YOUR INSTRUCTIONS: Your answer should be one number: the count of lines in the data below that include "SettingsError".

== == ==

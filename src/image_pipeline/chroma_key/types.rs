//! Chroma key configuration types

use std::str::FromStr;

use crate::image_pipeline::common::error::{PipelineError, Result};

/// Upper (exclusive) bound of the hue circle in degrees.
pub const HUE_LIMIT: f64 = 360.0;

/// Open hue interval `(low, high)` in degrees whose pixels are keyed out.
///
/// Always satisfies `0 <= low < high < 360`. Ranges wrapping through 0 are not
/// representable.
#[derive(Debug, Clone, Copy, PartialEq)]
pub struct HueRange {
    low: f64,
    high: f64,
}

impl HueRange {
    pub fn new(low: f64, high: f64) -> Result<Self> {
        let in_bounds = |h: f64| h.is_finite() && (0.0..HUE_LIMIT).contains(&h);
        if !in_bounds(low) || !in_bounds(high) || low >= high {
            return Err(PipelineError::InvalidHueRange(low, high));
        }
        Ok(Self { low, high })
    }

    pub fn low(&self) -> f64 {
        self.low
    }

    pub fn high(&self) -> f64 {
        self.high
    }

    /// Whether `hue` lies strictly between the bounds.
    pub fn contains(&self, hue: f64) -> bool {
        self.low < hue && hue < self.high
    }
}

impl Default for HueRange {
    fn default() -> Self {
        Self {
            low: 131.0,
            high: 145.0,
        }
    }
}

/// Parses `"low,high"` or `"low high"`.
impl FromStr for HueRange {
    type Err = PipelineError;

    fn from_str(s: &str) -> Result<Self> {
        let bounds: Vec<&str> = s
            .split(|c: char| c == ',' || c.is_whitespace())
            .filter(|part| !part.is_empty())
            .collect();

        let [low, high] = bounds.as_slice() else {
            return Err(PipelineError::SettingsError(format!(
                "expected two hue bounds, got {:?}",
                s
            )));
        };

        let parse = |part: &str| {
            part.parse::<f64>()
                .map_err(|e| PipelineError::SettingsError(format!("hue bound {:?}: {}", part, e)))
        };

        HueRange::new(parse(*low)?, parse(*high)?)
    }
}

#[cfg(test)]
mod tests {
    use super::*;

    #[test]
    fn test_valid_range() {
        let range = HueRange::new(131.0, 145.0).unwrap();
        assert_eq!(range.low(), 131.0);
        assert_eq!(range.high(), 145.0);
        assert_eq!(range, HueRange::default());
    }

    #[test]
    fn test_invalid_ranges() {
        for (low, high) in [
            (145.0, 131.0),
            (100.0, 100.0),
            (-1.0, 10.0),
            (10.0, 360.0),
            (f64::NAN, 10.0),
            (0.0, f64::INFINITY),
        ] {
            assert!(
                matches!(HueRange::new(low, high), Err(PipelineError::InvalidHueRange(_, _))),
                "({low}, {high}) should be rejected"
            );
        }
    }

    #[test]
    fn test_contains_is_exclusive() {
        let range = HueRange::new(131.0, 145.0).unwrap();
        assert!(!range.contains(131.0));
        assert!(!range.contains(145.0));
        assert!(range.contains(138.0));
        assert!(range.contains(131.000001));
        assert!(!range.contains(0.0));
    }

    #[test]
    fn test_parse() {
        let expected = HueRange::new(100.0, 140.5).unwrap();
        assert_eq!("100,140.5".parse::<HueRange>().unwrap(), expected);
        assert_eq!("100 140.5".parse::<HueRange>().unwrap(), expected);
        assert_eq!("  100 ,  140.5 \n".parse::<HueRange>().unwrap(), expected);
    }

    #[test]
    fn test_parse_failures() {
        assert!(matches!("100".parse::<HueRange>(), Err(PipelineError::SettingsError(_))));
        assert!(matches!("1 2 3".parse::<HueRange>(), Err(PipelineError::SettingsError(_))));
        assert!(matches!("green 140".parse::<HueRange>(), Err(PipelineError::SettingsError(_))));
        assert!(matches!("140 100".parse::<HueRange>(), Err(PipelineError::InvalidHueRange(_, _))));
    }
}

== == ==

SOLUTION: 5